§ DIRECTIONS: In the records below, the line with "let profile = match" opens the range and the line with "Some(path) if path.exists()" closes it; print that range exactly and nothing else.

Collected data entries

....................

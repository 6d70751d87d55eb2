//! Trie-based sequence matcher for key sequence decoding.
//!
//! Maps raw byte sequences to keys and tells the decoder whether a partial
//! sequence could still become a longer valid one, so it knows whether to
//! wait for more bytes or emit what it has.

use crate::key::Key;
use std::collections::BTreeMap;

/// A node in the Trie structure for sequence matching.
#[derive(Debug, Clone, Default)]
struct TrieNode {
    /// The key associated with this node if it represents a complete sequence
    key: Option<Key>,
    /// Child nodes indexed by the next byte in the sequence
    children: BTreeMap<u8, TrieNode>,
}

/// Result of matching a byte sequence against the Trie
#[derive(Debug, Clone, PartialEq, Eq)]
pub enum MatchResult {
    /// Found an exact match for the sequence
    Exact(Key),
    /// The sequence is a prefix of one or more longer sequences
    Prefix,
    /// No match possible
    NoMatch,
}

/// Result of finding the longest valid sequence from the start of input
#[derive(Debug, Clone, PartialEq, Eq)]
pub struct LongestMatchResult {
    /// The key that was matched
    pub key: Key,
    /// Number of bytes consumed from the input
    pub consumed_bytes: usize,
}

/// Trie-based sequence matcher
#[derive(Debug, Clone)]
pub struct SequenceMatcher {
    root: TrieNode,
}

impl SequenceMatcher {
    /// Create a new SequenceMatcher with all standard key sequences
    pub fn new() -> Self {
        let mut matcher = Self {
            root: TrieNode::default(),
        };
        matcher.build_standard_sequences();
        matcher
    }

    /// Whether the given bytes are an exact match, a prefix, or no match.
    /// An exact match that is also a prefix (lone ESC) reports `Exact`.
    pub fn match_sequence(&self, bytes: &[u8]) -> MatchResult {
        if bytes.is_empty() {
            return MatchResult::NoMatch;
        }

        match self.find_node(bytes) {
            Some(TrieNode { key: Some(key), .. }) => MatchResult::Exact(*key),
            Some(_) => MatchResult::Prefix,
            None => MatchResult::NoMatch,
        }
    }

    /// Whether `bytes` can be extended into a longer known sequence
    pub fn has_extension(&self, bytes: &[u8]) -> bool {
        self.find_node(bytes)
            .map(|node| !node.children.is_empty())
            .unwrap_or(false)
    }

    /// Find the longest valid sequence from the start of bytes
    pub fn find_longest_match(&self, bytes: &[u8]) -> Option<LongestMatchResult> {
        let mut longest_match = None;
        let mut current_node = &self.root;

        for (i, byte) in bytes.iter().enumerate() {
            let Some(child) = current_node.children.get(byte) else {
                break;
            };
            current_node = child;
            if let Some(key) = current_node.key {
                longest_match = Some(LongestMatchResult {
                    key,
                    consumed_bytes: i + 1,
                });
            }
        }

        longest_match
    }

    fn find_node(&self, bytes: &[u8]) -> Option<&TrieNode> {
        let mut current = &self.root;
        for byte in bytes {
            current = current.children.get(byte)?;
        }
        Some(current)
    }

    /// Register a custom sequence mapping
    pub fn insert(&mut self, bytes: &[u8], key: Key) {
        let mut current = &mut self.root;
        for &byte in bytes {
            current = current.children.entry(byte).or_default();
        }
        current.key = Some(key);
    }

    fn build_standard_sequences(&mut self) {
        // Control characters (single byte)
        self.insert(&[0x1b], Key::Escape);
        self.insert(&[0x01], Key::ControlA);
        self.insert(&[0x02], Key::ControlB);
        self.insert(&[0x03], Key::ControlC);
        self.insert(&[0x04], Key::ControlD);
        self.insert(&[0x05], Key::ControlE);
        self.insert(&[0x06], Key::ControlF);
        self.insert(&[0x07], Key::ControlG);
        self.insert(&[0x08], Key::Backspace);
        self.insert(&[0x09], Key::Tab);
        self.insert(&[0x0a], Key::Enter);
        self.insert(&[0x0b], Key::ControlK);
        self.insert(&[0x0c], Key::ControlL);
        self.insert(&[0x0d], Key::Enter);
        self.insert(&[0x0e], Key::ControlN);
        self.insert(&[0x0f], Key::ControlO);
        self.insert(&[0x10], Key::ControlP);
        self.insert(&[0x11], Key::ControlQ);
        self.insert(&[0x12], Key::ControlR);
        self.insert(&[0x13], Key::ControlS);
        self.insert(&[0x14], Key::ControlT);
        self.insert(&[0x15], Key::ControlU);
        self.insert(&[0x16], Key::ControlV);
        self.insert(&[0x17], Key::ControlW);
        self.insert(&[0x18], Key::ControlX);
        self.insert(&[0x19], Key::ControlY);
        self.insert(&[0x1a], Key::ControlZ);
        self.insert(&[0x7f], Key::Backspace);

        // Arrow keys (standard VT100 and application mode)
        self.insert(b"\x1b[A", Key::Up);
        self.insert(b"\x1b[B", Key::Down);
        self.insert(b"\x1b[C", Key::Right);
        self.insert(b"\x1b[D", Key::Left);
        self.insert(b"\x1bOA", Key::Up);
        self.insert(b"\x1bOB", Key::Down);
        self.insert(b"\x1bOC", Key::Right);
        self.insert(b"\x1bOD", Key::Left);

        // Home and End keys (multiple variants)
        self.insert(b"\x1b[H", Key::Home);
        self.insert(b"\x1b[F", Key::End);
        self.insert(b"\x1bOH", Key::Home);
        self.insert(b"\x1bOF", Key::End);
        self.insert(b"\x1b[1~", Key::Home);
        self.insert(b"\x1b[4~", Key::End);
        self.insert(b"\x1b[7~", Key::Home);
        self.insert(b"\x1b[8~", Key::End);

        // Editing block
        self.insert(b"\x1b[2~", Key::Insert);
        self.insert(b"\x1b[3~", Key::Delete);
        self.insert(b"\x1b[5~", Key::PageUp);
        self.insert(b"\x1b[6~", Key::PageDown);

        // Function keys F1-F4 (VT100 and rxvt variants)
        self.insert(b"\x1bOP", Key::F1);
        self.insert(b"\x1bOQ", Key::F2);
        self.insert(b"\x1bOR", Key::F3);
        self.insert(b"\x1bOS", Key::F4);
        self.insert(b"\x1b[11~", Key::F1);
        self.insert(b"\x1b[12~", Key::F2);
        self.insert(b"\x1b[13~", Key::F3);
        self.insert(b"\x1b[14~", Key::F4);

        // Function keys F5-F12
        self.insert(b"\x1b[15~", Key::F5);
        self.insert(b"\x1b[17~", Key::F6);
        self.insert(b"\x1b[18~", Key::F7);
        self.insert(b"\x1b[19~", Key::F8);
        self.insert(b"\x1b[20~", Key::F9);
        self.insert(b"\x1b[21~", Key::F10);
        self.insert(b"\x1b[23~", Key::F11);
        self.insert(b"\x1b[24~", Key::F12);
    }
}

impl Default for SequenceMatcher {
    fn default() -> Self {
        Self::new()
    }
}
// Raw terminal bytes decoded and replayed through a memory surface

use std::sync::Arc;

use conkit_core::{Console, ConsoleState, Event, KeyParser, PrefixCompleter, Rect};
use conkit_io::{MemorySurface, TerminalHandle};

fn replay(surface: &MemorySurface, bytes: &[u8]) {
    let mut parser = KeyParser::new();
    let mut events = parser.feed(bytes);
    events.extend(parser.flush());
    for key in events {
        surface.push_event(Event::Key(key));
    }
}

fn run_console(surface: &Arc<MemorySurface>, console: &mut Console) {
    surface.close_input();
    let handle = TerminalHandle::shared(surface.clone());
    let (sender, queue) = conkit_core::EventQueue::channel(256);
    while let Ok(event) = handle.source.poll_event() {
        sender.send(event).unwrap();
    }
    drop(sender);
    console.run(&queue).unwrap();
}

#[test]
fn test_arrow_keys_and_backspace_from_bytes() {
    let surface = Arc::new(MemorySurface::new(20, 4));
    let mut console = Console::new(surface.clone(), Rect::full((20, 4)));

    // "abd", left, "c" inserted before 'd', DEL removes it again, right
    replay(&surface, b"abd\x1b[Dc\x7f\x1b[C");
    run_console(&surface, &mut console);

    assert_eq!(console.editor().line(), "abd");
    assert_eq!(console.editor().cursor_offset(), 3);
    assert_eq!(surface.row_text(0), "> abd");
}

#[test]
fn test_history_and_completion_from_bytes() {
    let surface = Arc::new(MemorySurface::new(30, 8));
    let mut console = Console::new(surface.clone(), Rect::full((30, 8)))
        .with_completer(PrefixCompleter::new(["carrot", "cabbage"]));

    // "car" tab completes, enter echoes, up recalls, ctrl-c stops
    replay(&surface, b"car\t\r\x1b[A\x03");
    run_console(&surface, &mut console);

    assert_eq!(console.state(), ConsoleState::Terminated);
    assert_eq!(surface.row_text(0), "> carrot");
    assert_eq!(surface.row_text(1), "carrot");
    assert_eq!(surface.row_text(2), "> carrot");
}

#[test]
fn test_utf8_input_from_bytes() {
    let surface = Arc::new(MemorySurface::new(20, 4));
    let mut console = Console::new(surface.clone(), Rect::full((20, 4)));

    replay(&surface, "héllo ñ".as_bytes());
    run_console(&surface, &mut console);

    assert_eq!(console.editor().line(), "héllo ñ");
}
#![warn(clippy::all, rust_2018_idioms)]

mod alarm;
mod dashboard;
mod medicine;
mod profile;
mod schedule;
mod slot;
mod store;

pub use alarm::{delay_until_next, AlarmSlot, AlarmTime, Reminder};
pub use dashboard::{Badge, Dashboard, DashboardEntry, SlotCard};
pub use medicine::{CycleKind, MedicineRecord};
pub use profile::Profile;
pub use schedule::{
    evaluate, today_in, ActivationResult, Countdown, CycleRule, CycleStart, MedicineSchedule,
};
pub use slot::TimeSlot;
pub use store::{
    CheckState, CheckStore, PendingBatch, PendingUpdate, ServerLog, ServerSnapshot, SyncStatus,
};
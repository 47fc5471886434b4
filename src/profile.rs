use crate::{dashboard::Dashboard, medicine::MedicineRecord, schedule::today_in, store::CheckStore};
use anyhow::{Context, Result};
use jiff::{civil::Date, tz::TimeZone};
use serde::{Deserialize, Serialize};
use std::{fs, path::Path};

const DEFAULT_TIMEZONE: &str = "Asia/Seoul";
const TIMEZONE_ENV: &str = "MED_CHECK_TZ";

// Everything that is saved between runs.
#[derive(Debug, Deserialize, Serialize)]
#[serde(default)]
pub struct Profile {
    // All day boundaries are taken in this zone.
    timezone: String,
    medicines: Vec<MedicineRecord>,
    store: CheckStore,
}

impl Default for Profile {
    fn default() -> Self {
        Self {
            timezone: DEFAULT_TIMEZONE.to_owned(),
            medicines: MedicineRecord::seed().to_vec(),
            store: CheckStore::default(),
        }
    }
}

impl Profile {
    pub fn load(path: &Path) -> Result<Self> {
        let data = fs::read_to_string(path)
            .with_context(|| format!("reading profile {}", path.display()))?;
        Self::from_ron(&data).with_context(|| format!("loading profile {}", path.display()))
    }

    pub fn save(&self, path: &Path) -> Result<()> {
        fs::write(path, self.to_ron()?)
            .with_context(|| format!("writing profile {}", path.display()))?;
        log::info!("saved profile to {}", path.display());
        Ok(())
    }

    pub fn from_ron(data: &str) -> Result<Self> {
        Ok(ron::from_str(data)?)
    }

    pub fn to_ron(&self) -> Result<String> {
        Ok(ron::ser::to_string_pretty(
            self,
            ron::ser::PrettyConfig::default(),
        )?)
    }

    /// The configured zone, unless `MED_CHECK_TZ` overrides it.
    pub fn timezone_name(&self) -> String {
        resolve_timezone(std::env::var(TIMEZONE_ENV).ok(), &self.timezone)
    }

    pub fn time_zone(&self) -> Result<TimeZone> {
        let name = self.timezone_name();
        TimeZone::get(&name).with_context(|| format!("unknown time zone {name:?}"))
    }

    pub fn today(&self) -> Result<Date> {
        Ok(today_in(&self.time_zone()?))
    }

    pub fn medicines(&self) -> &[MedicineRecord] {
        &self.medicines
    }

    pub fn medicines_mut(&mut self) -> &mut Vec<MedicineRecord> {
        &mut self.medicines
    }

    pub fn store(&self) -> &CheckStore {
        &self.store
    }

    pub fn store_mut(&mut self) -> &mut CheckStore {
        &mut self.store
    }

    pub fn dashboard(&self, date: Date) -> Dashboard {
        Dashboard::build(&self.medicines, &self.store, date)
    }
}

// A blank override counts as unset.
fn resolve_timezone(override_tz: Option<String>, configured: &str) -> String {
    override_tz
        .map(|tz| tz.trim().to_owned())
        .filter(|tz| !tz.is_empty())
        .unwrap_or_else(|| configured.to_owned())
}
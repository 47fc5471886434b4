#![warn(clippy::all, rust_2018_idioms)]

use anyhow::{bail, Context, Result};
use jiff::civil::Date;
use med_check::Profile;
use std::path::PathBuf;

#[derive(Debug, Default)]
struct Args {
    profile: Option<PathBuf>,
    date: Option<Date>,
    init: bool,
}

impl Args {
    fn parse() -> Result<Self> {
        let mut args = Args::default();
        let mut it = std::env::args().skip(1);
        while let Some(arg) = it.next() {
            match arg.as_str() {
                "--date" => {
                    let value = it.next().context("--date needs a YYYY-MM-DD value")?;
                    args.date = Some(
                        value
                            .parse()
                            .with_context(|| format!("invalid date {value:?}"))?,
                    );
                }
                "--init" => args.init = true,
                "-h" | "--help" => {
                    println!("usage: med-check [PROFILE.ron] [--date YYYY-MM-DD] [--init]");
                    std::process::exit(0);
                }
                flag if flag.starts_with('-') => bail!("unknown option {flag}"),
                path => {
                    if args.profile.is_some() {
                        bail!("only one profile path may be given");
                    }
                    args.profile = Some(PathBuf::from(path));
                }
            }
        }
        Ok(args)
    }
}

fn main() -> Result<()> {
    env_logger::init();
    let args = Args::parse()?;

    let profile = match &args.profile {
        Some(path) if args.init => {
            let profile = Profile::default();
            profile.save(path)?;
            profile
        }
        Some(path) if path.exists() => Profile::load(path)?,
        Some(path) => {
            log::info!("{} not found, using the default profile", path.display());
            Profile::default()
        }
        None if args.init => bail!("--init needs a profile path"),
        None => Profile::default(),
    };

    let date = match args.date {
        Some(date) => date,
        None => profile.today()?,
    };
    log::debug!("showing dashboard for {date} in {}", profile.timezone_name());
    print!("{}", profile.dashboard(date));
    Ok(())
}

....................

§ WRITTEN ANSWER:
    let profile = match &args.profile {
        Some(path) if args.init => {
            let profile = Profile::default();
            profile.save(path)?;
            profile
        }
        Some(path) if path.exists() => Profile::load(path)?,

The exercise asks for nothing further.